Got a job as a computer operator. (Yes, there were computers back in the olden days - we used them to do the dinosaur census.) Learned to program in ALGOL. I was afraid that if they found out how much fun I was having they’d quit paying me. I’m not sure that “geek” was even a word then, but I sure was and still am one.
When, to kill boredom in elementary school, I taught myself to speak backwards and in alphabetical order.
About five years later, I was watching The Tonight Show with Johnny Carson, and there was a man on the show whose talent was doing exactly that. He actually said, “I hope I’m not the only geek in the world who can do this.”
In eighth grade when I became annoyed my English teacher’s lack of grammar skills. It wasn’t until ninth grade that I started getting really annoyed, and same now here in tenth grade.
I finally realized I am a real geek when I noticed grammar mistakes in our school newspaper and actually tell the teacher in charge about them.
I love my geekiness. I knew I was a geek from the early days, when I was the only one in my class who was reading Freud instead of magazines. I have always been ahead of the others in my age cohort to the extent that I really didn’t have ‘peers’ (people my own age I don’t have to speak slowly to) until I hit high school.
That said, my geekiness hits me in the face every so often. Example: I have quite a few video games, none of them particularly new or advanced. Most of them first-person-shooters or Maxis simulation games (schizophrenic? naah… :D). I was in the electronics section in the local K-Mart, pondering whether to buy a relatively new game, and I couldn’t justify the purchase to myself. I realized I spend more time programming Perl than playing video games. I probably spend more time typing commands into a shell than I do looking at computer-generated graphics.

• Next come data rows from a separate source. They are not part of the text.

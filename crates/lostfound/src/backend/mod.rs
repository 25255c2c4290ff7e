//! Backend abstraction layer.
//!
//! Provides a trait-based backend with implementations for:
//! - In-memory storage (tests and offline demos)
//! - SQLite storage with an in-process push hub

mod hub;
mod memory;
mod sqlite;
mod traits;

pub use hub::{DEFAULT_SUBSCRIPTION_BUFFER, PushHub};
pub use memory::{CallCounts, MemoryBackend};
pub use sqlite::{ItemKind, SqliteBackend};
pub use traits::{Backend, Subscription, SubscriptionHandle};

I was also somewhat disappointed when I realized that an object-oriented conlang would be impossible.
I’m not sure I was bemoaning it, exactly. Ever since I forst took a geology class, way back in community college, I was hooked. I love rocks. Perhaps it was just at that moment that the depth of my geekosity dawned on me, but I’ve never been sorry for it.
I recall when Strainger was in DC last spring, I showed him around the National Museum of Natural History’s geology hall drool and then he wanted to go see the American History Museum…we went there, and as we were coming out, I stopped dead on the front steps of the museum, pointed down and said, “Look, stylolites!”